Imagine a scenario where a debtor, facing mounting financial pressure, strategically transfers assets to avoid paying what is owed. The dissipation of resources to hinder creditors from collecting their debts is known as a fraudulent transfer. 

The Illinois Uniform Fraudulent Transfer Act (IUFTA) allows creditors to challenge transfers made by debtors with the intent to “disturb, delay, hinder or defraud” them. However, proving such intent can be challenging. This is where the concept of “badges of fraud” comes in. Badges are red flags that courts consider when evaluating the legitimacy of a transfer.

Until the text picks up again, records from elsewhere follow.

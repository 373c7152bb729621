//! HTTP surface of the document QA backend.

pub mod core;
pub mod error_handler;
mod middleware_layer;
mod routes;

use std::sync::Arc;

use axum::{
    Router,
    extract::DefaultBodyLimit,
    middleware,
    routing::{get, post},
};
use tokio::signal;
use tower_http::{cors::CorsLayer, limit::RequestBodyLimitLayer, trace::TraceLayer};
use tracing::{info, warn};

use crate::{
    core::app_state::AppState,
    error_handler::AppError,
    middleware_layer::json_extractor::{json_error_mapper, request_id},
    routes::{
        ask::ask_route::ask_question,
        chat::chat_route::chat,
        documents::{process_route::process_documents, upload_route::upload_documents},
        query::query_route::query_collection,
        system::{health_route::health, models_route::list_models},
        vectorstores::rebuild_route::rebuild_vectorstores,
    },
};

/// All routes with tracing, CORS, body limits and error mapping.
pub fn router(state: Arc<AppState>) -> Router {
    let max_upload = state.config.max_upload_size;
    Router::new()
        .route("/api/health", get(health))
        .route("/api/models", get(list_models))
        .route("/api/documents/upload/{category}", post(upload_documents))
        .route("/api/documents/process/{category}", post(process_documents))
        .route("/api/vectorstores/rebuild", post(rebuild_vectorstores))
        .route("/api/query", post(query_collection))
        .route("/api/ask", post(ask_question))
        .route("/api/chat", post(chat))
        .layer(middleware::from_fn(json_error_mapper))
        .layer(DefaultBodyLimit::disable())
        .layer(RequestBodyLimitLayer::new(max_upload))
        .layer(CorsLayer::permissive())
        .layer(TraceLayer::new_for_http())
        .layer(middleware::from_fn(request_id))
        .with_state(state)
}

/// Builds the state from the environment and serves until Ctrl+C.
pub async fn start() -> Result<(), AppError> {
    let state = Arc::new(AppState::from_env()?);
    let address = state.config.address.clone();

    let listener = tokio::net::TcpListener::bind(&address)
        .await
        .map_err(AppError::Bind)?;
    info!(%address, "listening");

    axum::serve(listener, router(state))
        .with_graceful_shutdown(shutdown_signal())
        .await
        .map_err(AppError::Server)?;

    info!("server stopped");
    Ok(())
}

/// Resolves when Ctrl+C is pressed.
async fn shutdown_signal() {
    if let Err(e) = signal::ctrl_c().await {
        warn!(error = %e, "failed to listen for shutdown signal");
        std::future::pending::<()>().await;
    }
    info!("shutdown requested");
}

Here’s a look at the 11 badges of fraud outlined in the IUFTA:

  1. Transfer to an insider — If the recipient of the transferred assets is a relative, friend or business associate of the debtor, it raises suspicion.
  2. Retention of possession or control — If the debtor continued to use or manage the transferred property after the supposed transfer, this suggests the transfer might not be genuine.
  3. Secrecy surrounding the transfer — Was the transfer deliberately hidden or not properly documented? This could be a sign of fraudulent intent.
  4. Lawsuits or threats preceding the transfer — If the debtor faced legal action or threats of lawsuits before transferring assets, it suggests a potential attempt to shield their resources.
  5. Transfer of substantially all assets — A debtor transferring a significant portion of their assets, especially when facing financial difficulties, raises a red flag.
  6. Debtor absconding — If the debtor disappears shortly after the transfer, it strengthens the case for fraudulent intent.
  7. Concealment of assets — Did the debtor attempt to hide assets before or after the transfer? This could be a sign of an attempt to avoid creditors.
  8. Inadequacy of consideration — If the value received by the debtor in exchange for the transferred asset is significantly less than its actual worth, it suggests a fraudulent scheme.
  9. Debtor’s insolvency — If the debtor was unable to pay debts when due at the time of the transfer, if the transfer itself render the debtor insolvent, this is a strong indicator of fraud.
  10. Transfer around debt — If the transfer occurred shortly before or after the debtor incurred a significant debt, this timing could suggest an attempt to avoid repayment.
  11. Transfer of essential assets to insider through lienor — If a debtor transfers essential business assets to a creditor (lienor) who then redirects them to an insider of the debtor, it suggests a scheme to circumvent debt collection.

While badges of fraud can be valuable indicators, they are not foolproof. The presence of a single badge might not suffice for a court to declare a transfer fraudulent. Conversely, a transfer might exhibit several badges without necessarily being fraudulent. 

If you suspect a debtor has engaged in a fraudulent transfer, an experienced attorney can meticulously investigate the situation, analyze the possible presence of badges of fraud and build a strong case to help you recover what’s rightfully yours.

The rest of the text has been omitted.